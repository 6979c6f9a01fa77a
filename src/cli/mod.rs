//! Command-line interface definitions and handlers.

/// CLI argument parsing with clap.
pub mod args;

/// Subcommand implementations.
pub mod commands;

pub use args::{Args, Command, RequestArgs};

» YOUR ASSIGNMENT
Word for word, transcribe all of the material.

» WRITTEN ANSWER
repository 6979c6f9a01fa77a
filename src/cli/mod.rs
//! Command-line interface definitions and handlers.

/// CLI argument parsing with clap.
pub mod args;

/// Subcommand implementations.
pub mod commands;

pub use args::{Args, Command, RequestArgs};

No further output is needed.